[Start of section]
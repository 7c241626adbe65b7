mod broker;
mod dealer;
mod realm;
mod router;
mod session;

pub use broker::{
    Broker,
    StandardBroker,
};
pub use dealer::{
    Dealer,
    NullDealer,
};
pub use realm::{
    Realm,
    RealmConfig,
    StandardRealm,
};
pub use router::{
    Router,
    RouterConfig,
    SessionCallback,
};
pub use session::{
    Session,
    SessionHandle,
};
[End of section]
[Start of section]
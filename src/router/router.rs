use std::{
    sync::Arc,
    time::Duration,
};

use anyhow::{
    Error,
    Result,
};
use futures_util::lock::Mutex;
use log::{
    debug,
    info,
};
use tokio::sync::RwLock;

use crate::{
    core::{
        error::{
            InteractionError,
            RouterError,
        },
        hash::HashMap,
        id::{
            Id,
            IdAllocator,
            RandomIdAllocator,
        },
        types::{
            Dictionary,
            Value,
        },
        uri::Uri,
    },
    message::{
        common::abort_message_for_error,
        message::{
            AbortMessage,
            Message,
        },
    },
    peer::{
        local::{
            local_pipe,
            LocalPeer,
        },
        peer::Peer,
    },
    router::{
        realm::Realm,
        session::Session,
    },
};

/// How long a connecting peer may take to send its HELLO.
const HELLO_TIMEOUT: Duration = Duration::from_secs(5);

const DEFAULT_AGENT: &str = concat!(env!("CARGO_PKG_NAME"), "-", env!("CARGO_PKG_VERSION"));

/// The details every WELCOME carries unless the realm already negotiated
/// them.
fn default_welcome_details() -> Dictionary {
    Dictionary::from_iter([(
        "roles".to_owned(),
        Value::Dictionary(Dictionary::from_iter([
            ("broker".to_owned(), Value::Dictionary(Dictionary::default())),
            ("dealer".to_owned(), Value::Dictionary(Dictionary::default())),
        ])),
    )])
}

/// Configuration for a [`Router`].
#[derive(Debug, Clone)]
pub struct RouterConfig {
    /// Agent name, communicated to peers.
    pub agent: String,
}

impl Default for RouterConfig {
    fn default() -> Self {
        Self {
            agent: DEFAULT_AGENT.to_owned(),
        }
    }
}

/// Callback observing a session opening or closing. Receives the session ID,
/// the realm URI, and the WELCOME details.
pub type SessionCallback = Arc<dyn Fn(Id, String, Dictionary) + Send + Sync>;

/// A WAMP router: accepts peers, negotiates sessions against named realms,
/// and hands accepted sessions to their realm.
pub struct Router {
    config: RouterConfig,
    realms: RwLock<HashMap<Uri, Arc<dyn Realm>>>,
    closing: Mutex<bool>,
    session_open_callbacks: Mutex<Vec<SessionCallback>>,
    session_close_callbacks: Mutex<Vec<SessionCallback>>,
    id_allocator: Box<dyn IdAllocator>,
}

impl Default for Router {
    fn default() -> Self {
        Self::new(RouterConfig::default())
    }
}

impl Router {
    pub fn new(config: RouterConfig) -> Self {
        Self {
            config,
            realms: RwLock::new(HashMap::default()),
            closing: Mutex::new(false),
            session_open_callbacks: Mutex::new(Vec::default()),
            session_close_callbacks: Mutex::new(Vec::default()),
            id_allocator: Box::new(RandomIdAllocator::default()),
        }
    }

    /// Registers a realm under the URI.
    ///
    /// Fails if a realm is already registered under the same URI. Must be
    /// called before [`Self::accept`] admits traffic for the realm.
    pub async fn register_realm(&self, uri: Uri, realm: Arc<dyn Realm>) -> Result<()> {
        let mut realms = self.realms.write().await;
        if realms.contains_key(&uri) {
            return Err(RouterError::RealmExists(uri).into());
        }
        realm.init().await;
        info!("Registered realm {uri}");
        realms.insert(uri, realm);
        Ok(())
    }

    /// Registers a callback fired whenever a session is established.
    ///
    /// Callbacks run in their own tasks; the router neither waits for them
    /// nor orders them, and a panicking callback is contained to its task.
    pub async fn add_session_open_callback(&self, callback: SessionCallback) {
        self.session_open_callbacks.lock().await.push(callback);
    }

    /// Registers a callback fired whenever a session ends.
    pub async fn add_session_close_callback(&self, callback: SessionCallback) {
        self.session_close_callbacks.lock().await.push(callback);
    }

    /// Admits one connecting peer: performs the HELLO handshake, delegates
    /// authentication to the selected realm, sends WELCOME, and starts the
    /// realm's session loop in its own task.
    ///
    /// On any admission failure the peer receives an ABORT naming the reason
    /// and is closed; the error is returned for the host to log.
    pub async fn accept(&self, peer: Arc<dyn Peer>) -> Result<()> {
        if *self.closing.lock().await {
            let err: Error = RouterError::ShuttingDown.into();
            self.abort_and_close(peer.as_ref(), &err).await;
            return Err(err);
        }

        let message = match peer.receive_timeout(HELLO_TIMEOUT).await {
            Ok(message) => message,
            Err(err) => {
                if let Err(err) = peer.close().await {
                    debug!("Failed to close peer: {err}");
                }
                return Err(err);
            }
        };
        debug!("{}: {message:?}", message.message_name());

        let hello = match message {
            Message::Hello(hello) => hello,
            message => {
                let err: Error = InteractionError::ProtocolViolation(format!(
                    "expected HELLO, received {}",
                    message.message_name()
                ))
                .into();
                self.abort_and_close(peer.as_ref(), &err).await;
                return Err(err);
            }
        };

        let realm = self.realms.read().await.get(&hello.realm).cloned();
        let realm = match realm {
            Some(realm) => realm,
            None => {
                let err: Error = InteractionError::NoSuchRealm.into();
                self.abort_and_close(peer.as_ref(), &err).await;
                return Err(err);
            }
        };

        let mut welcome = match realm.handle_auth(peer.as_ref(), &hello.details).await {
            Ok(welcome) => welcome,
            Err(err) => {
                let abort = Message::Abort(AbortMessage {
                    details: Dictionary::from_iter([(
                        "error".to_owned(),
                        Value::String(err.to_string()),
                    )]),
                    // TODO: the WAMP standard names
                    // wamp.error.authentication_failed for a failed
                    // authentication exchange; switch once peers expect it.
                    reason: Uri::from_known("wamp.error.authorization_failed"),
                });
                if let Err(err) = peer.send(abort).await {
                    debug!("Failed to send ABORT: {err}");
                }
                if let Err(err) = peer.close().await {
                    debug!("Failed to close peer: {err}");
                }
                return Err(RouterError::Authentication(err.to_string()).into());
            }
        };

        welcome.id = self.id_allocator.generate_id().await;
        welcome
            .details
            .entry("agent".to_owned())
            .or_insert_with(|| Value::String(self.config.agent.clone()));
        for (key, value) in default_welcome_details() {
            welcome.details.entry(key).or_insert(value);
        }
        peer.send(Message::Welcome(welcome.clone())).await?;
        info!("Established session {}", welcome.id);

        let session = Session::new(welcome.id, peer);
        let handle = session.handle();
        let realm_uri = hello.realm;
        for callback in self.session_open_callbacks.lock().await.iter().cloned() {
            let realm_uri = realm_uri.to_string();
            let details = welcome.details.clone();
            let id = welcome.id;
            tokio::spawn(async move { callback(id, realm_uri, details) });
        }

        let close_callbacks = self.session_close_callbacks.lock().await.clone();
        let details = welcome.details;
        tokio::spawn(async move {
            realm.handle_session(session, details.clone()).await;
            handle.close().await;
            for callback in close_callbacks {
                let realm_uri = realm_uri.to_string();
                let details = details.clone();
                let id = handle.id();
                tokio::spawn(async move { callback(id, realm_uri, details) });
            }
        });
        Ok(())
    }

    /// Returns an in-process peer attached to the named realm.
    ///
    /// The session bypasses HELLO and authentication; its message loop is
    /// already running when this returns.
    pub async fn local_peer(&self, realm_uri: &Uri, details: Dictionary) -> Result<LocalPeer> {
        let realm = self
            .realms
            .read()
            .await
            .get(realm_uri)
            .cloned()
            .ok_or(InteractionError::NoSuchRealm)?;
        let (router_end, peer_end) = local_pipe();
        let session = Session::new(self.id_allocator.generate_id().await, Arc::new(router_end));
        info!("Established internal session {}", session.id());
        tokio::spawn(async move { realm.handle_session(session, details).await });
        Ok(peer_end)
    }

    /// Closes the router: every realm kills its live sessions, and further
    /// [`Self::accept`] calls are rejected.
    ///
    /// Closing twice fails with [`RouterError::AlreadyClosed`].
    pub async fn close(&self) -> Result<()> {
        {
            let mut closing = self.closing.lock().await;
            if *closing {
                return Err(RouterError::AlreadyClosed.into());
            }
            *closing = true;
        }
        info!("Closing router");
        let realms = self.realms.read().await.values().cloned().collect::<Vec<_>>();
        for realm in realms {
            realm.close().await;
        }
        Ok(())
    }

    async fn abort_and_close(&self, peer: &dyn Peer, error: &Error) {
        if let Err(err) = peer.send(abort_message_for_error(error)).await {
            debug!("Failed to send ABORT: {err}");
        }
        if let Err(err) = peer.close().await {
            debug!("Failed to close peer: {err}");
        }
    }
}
[End of section]
[Start of section]
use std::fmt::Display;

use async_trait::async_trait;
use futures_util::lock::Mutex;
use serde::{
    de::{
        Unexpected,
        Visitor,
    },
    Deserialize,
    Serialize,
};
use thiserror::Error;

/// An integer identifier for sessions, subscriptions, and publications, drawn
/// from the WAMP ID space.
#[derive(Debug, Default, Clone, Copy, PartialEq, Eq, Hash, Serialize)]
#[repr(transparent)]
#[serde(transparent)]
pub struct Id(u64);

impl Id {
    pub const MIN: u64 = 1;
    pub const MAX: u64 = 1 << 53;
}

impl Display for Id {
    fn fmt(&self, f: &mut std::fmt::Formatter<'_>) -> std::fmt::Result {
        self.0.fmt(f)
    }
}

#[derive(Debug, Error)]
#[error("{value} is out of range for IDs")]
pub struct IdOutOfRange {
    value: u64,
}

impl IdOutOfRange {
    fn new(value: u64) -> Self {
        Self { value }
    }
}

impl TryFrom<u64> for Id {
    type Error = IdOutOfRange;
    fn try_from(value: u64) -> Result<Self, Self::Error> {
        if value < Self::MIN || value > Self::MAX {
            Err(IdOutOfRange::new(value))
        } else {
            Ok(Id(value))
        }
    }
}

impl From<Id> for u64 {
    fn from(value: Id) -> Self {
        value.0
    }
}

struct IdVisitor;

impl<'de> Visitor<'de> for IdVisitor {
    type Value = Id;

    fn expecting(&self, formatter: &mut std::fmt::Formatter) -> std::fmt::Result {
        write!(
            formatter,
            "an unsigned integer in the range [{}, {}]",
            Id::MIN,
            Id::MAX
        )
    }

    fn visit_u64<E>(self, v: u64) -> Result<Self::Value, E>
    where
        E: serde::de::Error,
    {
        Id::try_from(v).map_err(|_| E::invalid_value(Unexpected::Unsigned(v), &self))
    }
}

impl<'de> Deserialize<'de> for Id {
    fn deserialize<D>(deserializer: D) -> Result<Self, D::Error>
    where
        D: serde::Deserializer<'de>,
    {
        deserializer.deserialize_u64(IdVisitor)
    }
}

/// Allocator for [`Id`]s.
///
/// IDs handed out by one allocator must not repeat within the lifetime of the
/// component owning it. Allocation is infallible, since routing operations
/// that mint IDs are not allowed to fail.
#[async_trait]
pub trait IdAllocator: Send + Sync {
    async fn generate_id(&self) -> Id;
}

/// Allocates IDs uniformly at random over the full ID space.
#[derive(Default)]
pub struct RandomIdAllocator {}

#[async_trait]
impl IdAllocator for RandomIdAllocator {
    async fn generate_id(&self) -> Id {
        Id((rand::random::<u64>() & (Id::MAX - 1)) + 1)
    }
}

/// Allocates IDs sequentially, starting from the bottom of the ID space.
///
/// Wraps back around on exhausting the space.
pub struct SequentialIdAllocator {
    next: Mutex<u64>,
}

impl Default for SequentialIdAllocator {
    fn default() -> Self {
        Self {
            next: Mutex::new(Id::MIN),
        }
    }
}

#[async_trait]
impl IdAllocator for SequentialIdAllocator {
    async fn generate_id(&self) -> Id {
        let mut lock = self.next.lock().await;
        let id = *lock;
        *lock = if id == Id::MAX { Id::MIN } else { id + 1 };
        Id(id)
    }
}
[End of section]
* [Your instructions]:
How many lines in the records hold the string "under"? Reply with the number only.

* [Solution to the exercise]:
2